Structural characterization and antitumor activity via immune modulation of an α-glucan from Grifola frondosa.

Grifola frondosa is a valued edible and medicinal fungus whose polysaccharides are key bioactive components, yet the identification of specific homogeneous effectors and their detailed immunomodulatory mechanisms remains a critical focus of research. In this study, polysaccharide fractions were isolated from G. frondosa fruiting bodies via systematic purification, and the principal bioactive polysaccharide responsible for breast cancer inhibition was identified. A novel homogeneous polysaccharide, GFI-21α, was determined as the primary effector.

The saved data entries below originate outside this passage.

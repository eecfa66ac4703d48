//! In-memory provider and tunnel fakes
//!
//! Both honor the same find-before-create contract as the real adapters, so
//! pipeline tests can run a deploy twice and assert nothing was duplicated.

use crate::error::{CloudError, Result};
use crate::poll::{PollPolicy, poll};
use crate::provider::CloudProvider;
use crate::resource::{
    Firewall, Network, Server, ServerCreateOptions, ServerStatus, Volume, VolumeCreateOptions,
};
use crate::teardown::BestEffort;
use crate::tunnel::{TunnelInfo, TunnelProvider, TunnelRequest};
use async_trait::async_trait;
use shipyard_remote::RemoteExecutor;
use std::collections::{BTreeMap, HashSet};
use std::sync::{Mutex, MutexGuard};
use tokio_util::sync::CancellationToken;

#[derive(Default)]
struct State {
    next_id: u32,
    networks: Vec<Network>,
    firewalls: Vec<Firewall>,
    servers: Vec<Server>,
    volumes: Vec<Volume>,
    calls: Vec<String>,
    failing: HashSet<String>,
    /// Servers created while this is > 0 start out pending for that many polls
    boot_polls: u32,
    booting: BTreeMap<String, u32>,
}

impl State {
    fn next_id(&mut self) -> String {
        self.next_id += 1;
        self.next_id.to_string()
    }
}

/// Cloud provider backed by a `Mutex<State>`
///
/// Public addresses come from 203.0.113.0/24, private ones from 10.0.1.0/24.
pub struct InMemoryProvider {
    name: String,
    state: Mutex<State>,
}

impl Default for InMemoryProvider {
    fn default() -> Self {
        Self::new()
    }
}

impl InMemoryProvider {
    pub fn new() -> Self {
        Self::named("memory")
    }

    pub fn named(name: impl Into<String>) -> Self {
        Self {
            name: name.into(),
            state: Mutex::new(State::default()),
        }
    }

    /// Make every call to `operation` fail with a 500
    pub fn fail_on(&self, operation: &str) {
        self.state().failing.insert(operation.to_string());
    }

    /// New servers report `pending` for `polls` lookups before they run
    pub fn boot_after(&self, polls: u32) {
        self.state().boot_polls = polls;
    }

    /// Every call so far as `operation:argument`
    pub fn calls(&self) -> Vec<String> {
        self.state().calls.clone()
    }

    pub fn call_count(&self, operation: &str) -> usize {
        let prefix = format!("{}:", operation);
        self.state()
            .calls
            .iter()
            .filter(|c| c.starts_with(&prefix))
            .count()
    }

    pub fn networks(&self) -> Vec<Network> {
        self.state().networks.clone()
    }

    pub fn firewalls(&self) -> Vec<Firewall> {
        self.state().firewalls.clone()
    }

    pub fn servers(&self) -> Vec<Server> {
        self.state().servers.clone()
    }

    pub fn volumes(&self) -> Vec<Volume> {
        self.state().volumes.clone()
    }

    fn state(&self) -> MutexGuard<'_, State> {
        self.state.lock().unwrap_or_else(|e| e.into_inner())
    }

    fn enter(&self, operation: &str, arg: &str) -> Result<MutexGuard<'_, State>> {
        let mut state = self.state();
        state.calls.push(format!("{}:{}", operation, arg));
        if state.failing.contains(operation) {
            return Err(CloudError::Api {
                status: 500,
                message: format!("injected failure: {}", operation),
            });
        }
        Ok(state)
    }

    fn lookup_server(state: &mut State, id: &str) -> Option<Server> {
        let server = state.servers.iter().find(|s| s.id == id)?.clone();
        match state.booting.get_mut(id) {
            Some(remaining) if *remaining > 0 => {
                *remaining -= 1;
                Some(Server {
                    status: ServerStatus::Pending,
                    public_ipv4: None,
                    ..server
                })
            }
            _ => Some(server),
        }
    }
}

Structural characterization defined GFI-21α as a high-molecular-weight α-(1 → 4)-D-glucan backbone featuring →3,6)- and →4,6)-linked branch points substituted at the O-6 position with short →3)-α-D-Glcp-(1 → side chains. None of the isolated polysaccharide fractions exhibited direct cytotoxicity in vitro. However, in vivo experiments demonstrated that GFI-21α elicited substantial tumor growth suppression. This efficacy significantly exceeded that of the clinical β-glucan comparator, lentinan, without causing overt toxicity. Mechanistically, distinct from the innate immune modulation typically associated with β-glucans, GFI-21α was associated with enhanced intratumoral CD8 T cell responses and IFN-γ-associated cytotoxic effector activity. These findings establish GFI-21α as a structurally distinct α-glucan with potent antitumor efficacy, supporting its potential as a candidate for cancer immunotherapy.